Chirac to Fight Civil Unrest on Two Fronts
Confronting social and political devastation left by 18 days of riots, French President Jacques Chirac promised Monday to respond to a “profound malaise” behind the unrest with both tough policing and programs to fight youth unemployment, discrimination and blight.
After being criticized for his silence during the nationwide rampages, Chirac made his first formal speech on the subject as disturbances subsided in all but a few lingering trouble spots. Chirac’s words and tone Monday night expressed the gravity of the situation.
In keeping with the law-and-order line his government has taken, he said he would ask legislators to extend by three months a state of emergency based on a little-used 1955 law that permits curfews and other extraordinary police powers.
But Chirac also announced the creation of a civilian service agency to provide employment and training to 50,000 young people by 2007. He acknowledged that an “identity crisis” afflicted many children and grandchildren of working-class immigrant families from North and sub-Saharan Africa, youths who feel mired in bleak, lawless neighborhoods and rejected by society.
“I want to say to the children of the difficult neighborhoods: Whatever their origin, they are all daughters and sons of the republic,” Chirac said. “We will construct nothing durable without respect. We will construct nothing durable if we allow the growth, wherever they originate, of racism, insults, abuse. We will construct nothing if we do not combat the poison to society that is discrimination.”
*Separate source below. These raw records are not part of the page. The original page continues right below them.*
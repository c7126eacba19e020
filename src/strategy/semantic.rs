//! Embedding-based similarity over per-entity vector stores
//!
//! Each loaded reference is summarised as text, embedded, and cached. A query
//! embeds the incoming reference the same way and returns the nearest cached
//! references above a cosine-similarity threshold.
//!
//! Uses a trait-based embedding backend (`Embedder`) so production code can
//! use fastembed while tests use deterministic mock embedders.

use super::traits::{Candidates, SimilarityStrategy, StrategyError, StrategyResult};
use crate::config::SemanticConfig;
use crate::dedup::{identifiers_from_same_source, share_identifier};
use crate::model::{Entity, Reference, SimilarityResult};
use async_trait::async_trait;
use dashmap::DashMap;
use std::collections::{BTreeSet, HashMap};
use std::sync::RwLock;
use thiserror::Error;
use tracing::debug;

#[derive(Debug, Error)]
pub enum EmbeddingError {
    #[error("embedding returned no results")]
    EmptyResult,
    #[error("embedding model error: {0}")]
    ModelError(String),
}

impl From<EmbeddingError> for StrategyError {
    fn from(err: EmbeddingError) -> Self {
        StrategyError::Embedding(err.to_string())
    }
}

/// Trait for embedding text into vectors.
pub trait Embedder: Send + Sync {
    /// Embed a batch of texts, returning one vector per text.
    fn embed_batch(&self, texts: &[&str]) -> Result<Vec<Vec<f32>>, EmbeddingError>;
}

/// Trait for storing and querying embedding vectors.
///
/// All operations are scoped by `scope` (the main entity id) so vectors of
/// different entities never mix.
pub trait VectorStore: Send + Sync {
    fn store(&self, scope: &str, id: &str, vector: Vec<f32>);
    fn has(&self, scope: &str, id: &str) -> bool;
    /// Ids whose vectors are at least `threshold` similar to `query`, most
    /// similar first.
    fn find_similar(&self, scope: &str, query: &[f32], threshold: f32) -> Vec<(String, f32)>;
}

/// In-memory vector store. Thread-safe via RwLock.
#[derive(Default)]
pub struct InMemoryVectorStore {
    /// Outer key: scope, inner key: reference unique identifier
    vectors: RwLock<HashMap<String, HashMap<String, Vec<f32>>>>,
}

impl InMemoryVectorStore {
    pub fn new() -> Self {
        Self::default()
    }
}

impl VectorStore for InMemoryVectorStore {
    fn store(&self, scope: &str, id: &str, vector: Vec<f32>) {
        self.vectors
            .write()
            .unwrap()
            .entry(scope.to_string())
            .or_default()
            .insert(id.to_string(), vector);
    }

    fn has(&self, scope: &str, id: &str) -> bool {
        self.vectors
            .read()
            .unwrap()
            .get(scope)
            .map_or(false, |vectors| vectors.contains_key(id))
    }

    fn find_similar(&self, scope: &str, query: &[f32], threshold: f32) -> Vec<(String, f32)> {
        let store = self.vectors.read().unwrap();
        let Some(vectors) = store.get(scope) else {
            return Vec::new();
        };
        let mut results: Vec<(String, f32)> = vectors
            .iter()
            .map(|(id, cached)| (id.clone(), cosine_similarity(query, cached)))
            .filter(|(_, sim)| *sim >= threshold)
            .collect();
        results.sort_by(|a, b| b.1.total_cmp(&a.1).then_with(|| a.0.cmp(&b.0)));
        results
    }
}

#[cfg(feature = "embeddings")]
mod fastembed_impl {
    use super::{Embedder, EmbeddingError};
    use fastembed::{EmbeddingModel, InitOptions, TextEmbedding};
    use std::sync::Mutex;

    /// Embedder backed by fastembed (ONNX Runtime).
    ///
    /// `TextEmbedding::embed` needs `&mut self`, hence the `Mutex`.
    pub struct FastEmbedEmbedder {
        model: Mutex<TextEmbedding>,
    }

    impl FastEmbedEmbedder {
        pub fn new(model: EmbeddingModel) -> Result<Self, EmbeddingError> {
            let options = InitOptions::new(model).with_show_download_progress(false);
            let embedding = TextEmbedding::try_new(options)
                .map_err(|e| EmbeddingError::ModelError(e.to_string()))?;
            Ok(Self {
                model: Mutex::new(embedding),
            })
        }

        /// Multilingual model, suited to mixed French/English notices.
        pub fn default_model() -> Result<Self, EmbeddingError> {
            Self::new(EmbeddingModel::ParaphraseMLMiniLML12V2)
        }
    }

    impl Embedder for FastEmbedEmbedder {
        fn embed_batch(&self, texts: &[&str]) -> Result<Vec<Vec<f32>>, EmbeddingError> {
            if texts.is_empty() {
                return Ok(Vec::new());
            }
            let mut model = self.model.lock().unwrap();
            let embeddings = model
                .embed(texts.to_vec(), None)
                .map_err(|e| EmbeddingError::ModelError(e.to_string()))?;
            if embeddings.is_empty() {
                return Err(EmbeddingError::EmptyResult);
            }
            Ok(embeddings)
        }
    }
}

#[cfg(feature = "embeddings")]
pub use fastembed_impl::FastEmbedEmbedder;

fn cosine_similarity(a: &[f32], b: &[f32]) -> f32 {
    let dot: f32 = a.iter().zip(b.iter()).map(|(x, y)| x * y).sum();
    let norm_a: f32 = a.iter().map(|x| x * x).sum::<f32>().sqrt();
    let norm_b: f32 = b.iter().map(|x| x * x).sum::<f32>().sqrt();
    if norm_a == 0.0 || norm_b == 0.0 {
        return 0.0;
    }
    dot / (norm_a * norm_b)
}

/// What text a reference is summarised as before embedding
#[derive(Debug, Clone, Copy, PartialEq, Eq)]
pub enum SemanticText {
    /// Document types, titles, subtitles, contributors and abstracts
    Notice,
    /// Titles only
    Title,
}

impl SemanticText {
    pub fn summarise(&self, entity: &Entity, reference: &Reference) -> String {
        let join = |values: Vec<&str>| values.join(" | ");
        let titles = join(reference.title_values().collect());
        match self {
            SemanticText::Title => titles,
            SemanticText::Notice => {
                let document_types: BTreeSet<&str> =
                    reference.document_type.iter().map(|d| d.label.as_str()).collect();
                let subtitles = join(reference.subtitles.iter().map(|s| s.value.as_str()).collect());
                let abstracts = join(reference.abstracts.iter().map(|a| a.value.as_str()).collect());
                let contributors = if reference.contributions.is_empty() {
                    entity.name.clone()
                } else {
                    join(reference.contributor_names().collect())
                };
                [
                    join(document_types.into_iter().collect()),
                    titles,
                    subtitles,
                    contributors,
                    abstracts,
                ]
                .join("\n")
            }
        }
    }
}

pub struct SemanticSimilarityStrategy {
    name: String,
    text: SemanticText,
    threshold: f32,
    top_k: usize,
    embedder: Box<dyn Embedder>,
    vectors: Box<dyn VectorStore>,
    /// Outer key: main entity id, inner key: unique identifier
    references: DashMap<String, HashMap<String, Reference>>,
}

impl SemanticSimilarityStrategy {
    /// Create a strategy with an in-memory vector store.
    pub fn new(text: SemanticText, config: &SemanticConfig, embedder: Box<dyn Embedder>) -> Self {
        Self::with_vector_store(text, config, embedder, Box::new(InMemoryVectorStore::new()))
    }

    pub fn with_vector_store(
        text: SemanticText,
        config: &SemanticConfig,
        embedder: Box<dyn Embedder>,
        vectors: Box<dyn VectorStore>,
    ) -> Self {
        let name = match text {
            SemanticText::Notice => "Notice semantic similarity".to_string(),
            SemanticText::Title => format!("Title semantic similarity (threshold: {})", config.threshold),
        };
        Self {
            name,
            text,
            threshold: config.threshold,
            top_k: config.top_k,
            embedder,
            vectors,
            references: DashMap::new(),
        }
    }

    fn embed_one(&self, text: &str) -> StrategyResult<Vec<f32>> {
        self.embedder
            .embed_batch(&[text])?
            .into_iter()
            .next()
            .ok_or_else(|| EmbeddingError::EmptyResult.into())
    }
}

#[async_trait]
impl SimilarityStrategy for SemanticSimilarityStrategy {
    fn name(&self) -> &str {
        &self.name
    }

    async fn load_reference(&self, entity: &Entity, reference: &Reference) -> StrategyResult<()> {
        let scope = entity.main_entity_id()?;
        let identifier = reference.unique_identifier();
        if self.vectors.has(scope, &identifier) {
            return Ok(());
        }
        let text = self.text.summarise(entity, reference);
        if text.trim().is_empty() {
            debug!(reference = %identifier, strategy = %self.name, "nothing to embed");
            return Ok(());
        }
        let vector = self.embed_one(&text)?;
        self.vectors.store(scope, &identifier, vector);
        self.references
            .entry(scope.to_string())
            .or_default()
            .entry(identifier)
            .or_insert_with(|| reference.clone());
        Ok(())
    }

    async fn get_similar_references(
        &self,
        entity: &Entity,
        reference: &Reference,
    ) -> StrategyResult<Candidates> {
        let scope = entity.main_entity_id()?;
        let text = self.text.summarise(entity, reference);
        if text.trim().is_empty() {
            return Ok(Box::new(std::iter::empty()));
        }
        let query = self.embed_one(&text)?;
        let identifier = reference.unique_identifier();

        let mut results = Vec::new();
        for (id, similarity) in self
            .vectors
            .find_similar(scope, &query, self.threshold)
            .into_iter()
            .take(self.top_k)
        {
            if id == identifier || similarity <= self.threshold {
                continue;
            }
            let candidate = self
                .references
                .get(scope)
                .and_then(|loaded| loaded.get(&id).cloned());
            let Some(candidate) = candidate else {
                continue;
            };
            if identifiers_from_same_source(reference, &candidate)
                || share_identifier(reference, &candidate)
            {
                continue;
            }
            results.push(SimilarityResult::new(
                reference.clone(),
                candidate,
                self.name.clone(),
                f64::from(similarity),
            ));
        }
        Ok(Box::new(results.into_iter()))
    }
}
Although France’s worst riots in decades have dramatized the crime, deprivation and alienation in housing projects filled with immigrants, many of whom are Muslim, they also have further damaged a president battered by economic stagnation and political turmoil.
The speech was remarkable because it directly addressed profound problems of race and class that French leaders have generally avoided or ignored for three decades. Chirac insisted that his government already had initiatives underway: tax-free zones to spur investment and hiring in depressed areas, more funding for schools and neighborhood services, demolition of dilapidated housing projects and the renovation of others.
Critics said Chirac had waited too long to admit the existence of a reality that has exploded on the streets.
Nicolas Baverez, a historian and economist, said increased spending would not be enough. Since 2000, he said, the government has already poured about $40 billion into the deprived neighborhoods that have erupted in arson and violence.
France can only aid its working-class minorities if it attempts structural reforms that would address the more profound and widespread crisis, Baverez said. France’s elitist political class -- even its leftist parties that champion immigrant rights and hold power in heavily ethnic areas -- largely excludes minorities, he said. And the country’s stagnant, statist economy protects workers who have jobs but does not generate opportunity or mobility, especially for underprivileged youths, he said.
“Chirac is right to talk about an identity crisis, but he’s the first guilty party,” Baverez said. “The solution to the problems of the slums, of economic weakness ... requires fundamental changes in the structures of our country.”
The riots are the worst news in a bad year for the 72-year-old president, whose 40-year career seems increasingly likely to end when his second term is up in 2007. In May, Chirac’s popularity sank when he staked his prestige on a referendum in which French voters rejected the proposed constitution for the European Union, a stunning setback for a dominant nation of the EU. The summer brought another international embarrassment when London beat out Paris as the site for the 2012 Summer Olympics.
In September, the usually gregarious president was hospitalized for eye troubles caused by a “minor vascular incident.” Chirac has since kept a low profile. After the riots began Oct. 27, he made only brief remarks on two occasions and otherwise ceded to Prime Minister Dominique de Villepin, a close ally and potential presidential candidate.
In a poll published Sunday, when people were asked which leader could best resolve the crisis, Chirac ranked seventh. Interior Minister Nicolas Sarkozy, another presidential contender, came in first at 53% and De Villepin second at 52%.
Nonetheless, Chirac tried Monday to make a moral appeal to the French. Sounding almost paternal, he warned that parents of rioters could be punished for failing to control their children. He also urged the broadcast media and political elite to bridge the gap between traditional, mainstream French society and youthful, multiethnic subcultures that are the nation’s future but sometimes seem invisible.
“The media must better reflect the French reality of today,” he said. “I also invite the chiefs of political parties to assume their part of responsibility. Nationally elected representatives should also reflect the diversity of France.”
The president’s emphasis on diversity was striking because the French have a deep cultural resistance to discussions of ethnic and racial identity. The French model of citizenship is based firmly on twin assumptions: that immigrants must embrace French identity and that the state must treat minorities as full French citizens without reference to ethnicity.
But the riots have been the latest sign that this approach to integration has struggled, as government spokesman Jean-Francois Cope acknowledged at a news conference Monday.
Cope also chided the coverage of the riots by the international media. He said headlines about “France in flames” and “Paris burning” exaggerated violence that, although grave, has been concentrated mostly in industrial suburbs far from historic downtowns and tourist sites of major cities.